= ASSIGNMENT =
All lines from the entries below that contain the string "MessageBuilder" should be copied out.

━━━━━ SUPPLIED MATERIAL ━━━━━

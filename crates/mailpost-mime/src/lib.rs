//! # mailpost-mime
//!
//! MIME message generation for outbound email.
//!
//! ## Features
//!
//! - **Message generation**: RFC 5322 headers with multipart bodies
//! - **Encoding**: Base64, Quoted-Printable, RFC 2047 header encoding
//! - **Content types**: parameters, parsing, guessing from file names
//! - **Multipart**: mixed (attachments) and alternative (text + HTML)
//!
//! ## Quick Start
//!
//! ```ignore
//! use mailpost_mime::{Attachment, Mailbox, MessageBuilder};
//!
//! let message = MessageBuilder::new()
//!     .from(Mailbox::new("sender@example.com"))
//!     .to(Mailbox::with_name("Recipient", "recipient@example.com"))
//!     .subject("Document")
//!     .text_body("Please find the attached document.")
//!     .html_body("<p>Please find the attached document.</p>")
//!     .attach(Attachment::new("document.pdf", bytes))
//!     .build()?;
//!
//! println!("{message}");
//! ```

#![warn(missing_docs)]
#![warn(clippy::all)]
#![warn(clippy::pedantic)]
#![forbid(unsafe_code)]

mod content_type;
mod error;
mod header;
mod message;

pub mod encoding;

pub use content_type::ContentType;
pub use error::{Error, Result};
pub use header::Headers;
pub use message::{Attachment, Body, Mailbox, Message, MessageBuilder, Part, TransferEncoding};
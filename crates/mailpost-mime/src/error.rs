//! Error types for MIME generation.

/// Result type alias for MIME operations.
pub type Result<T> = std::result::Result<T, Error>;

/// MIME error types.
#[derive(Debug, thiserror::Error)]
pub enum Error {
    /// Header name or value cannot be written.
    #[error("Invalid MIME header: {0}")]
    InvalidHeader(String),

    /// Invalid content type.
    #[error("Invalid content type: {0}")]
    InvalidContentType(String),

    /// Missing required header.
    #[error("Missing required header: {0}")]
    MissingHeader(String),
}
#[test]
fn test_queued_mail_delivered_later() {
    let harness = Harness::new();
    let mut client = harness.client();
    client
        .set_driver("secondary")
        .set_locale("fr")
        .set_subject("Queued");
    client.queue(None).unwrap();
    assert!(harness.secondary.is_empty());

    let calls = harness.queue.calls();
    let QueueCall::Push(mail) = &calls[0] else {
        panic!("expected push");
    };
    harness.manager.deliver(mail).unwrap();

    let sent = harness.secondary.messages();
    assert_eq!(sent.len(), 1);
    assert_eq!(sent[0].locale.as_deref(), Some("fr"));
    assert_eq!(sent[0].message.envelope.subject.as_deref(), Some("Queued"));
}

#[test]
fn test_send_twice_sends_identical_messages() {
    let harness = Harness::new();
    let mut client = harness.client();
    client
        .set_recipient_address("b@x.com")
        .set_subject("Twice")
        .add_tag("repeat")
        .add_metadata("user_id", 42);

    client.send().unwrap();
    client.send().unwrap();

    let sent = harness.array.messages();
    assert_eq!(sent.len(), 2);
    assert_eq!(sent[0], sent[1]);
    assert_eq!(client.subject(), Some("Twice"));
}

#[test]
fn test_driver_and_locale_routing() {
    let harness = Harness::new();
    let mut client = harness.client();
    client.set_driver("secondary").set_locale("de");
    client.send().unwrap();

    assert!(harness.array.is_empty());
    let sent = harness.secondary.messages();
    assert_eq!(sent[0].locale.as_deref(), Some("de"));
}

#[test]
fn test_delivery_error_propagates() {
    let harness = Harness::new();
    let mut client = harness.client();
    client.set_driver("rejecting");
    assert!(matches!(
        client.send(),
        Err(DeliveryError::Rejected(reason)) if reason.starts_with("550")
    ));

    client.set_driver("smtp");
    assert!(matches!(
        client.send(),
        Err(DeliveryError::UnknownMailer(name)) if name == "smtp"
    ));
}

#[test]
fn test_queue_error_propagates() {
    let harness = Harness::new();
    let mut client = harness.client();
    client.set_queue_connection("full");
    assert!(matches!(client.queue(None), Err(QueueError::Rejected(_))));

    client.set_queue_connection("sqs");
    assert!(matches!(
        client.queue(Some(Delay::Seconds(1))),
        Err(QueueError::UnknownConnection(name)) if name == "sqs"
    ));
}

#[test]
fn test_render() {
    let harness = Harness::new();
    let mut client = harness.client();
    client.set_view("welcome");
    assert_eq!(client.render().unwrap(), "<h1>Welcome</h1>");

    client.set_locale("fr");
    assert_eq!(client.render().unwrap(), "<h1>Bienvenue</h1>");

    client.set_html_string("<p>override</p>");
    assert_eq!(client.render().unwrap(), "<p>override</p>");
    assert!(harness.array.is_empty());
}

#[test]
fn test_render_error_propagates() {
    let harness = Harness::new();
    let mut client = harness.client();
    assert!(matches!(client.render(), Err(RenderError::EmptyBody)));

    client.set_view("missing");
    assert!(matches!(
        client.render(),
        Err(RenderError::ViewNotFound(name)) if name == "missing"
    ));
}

━━━━━

= RESULT BELOW =
//! use mailpost_mime::{Attachment, Mailbox, MessageBuilder};
//! let message = MessageBuilder::new()
pub use message::{Attachment, Body, Mailbox, Message, MessageBuilder, Part, TransferEncoding};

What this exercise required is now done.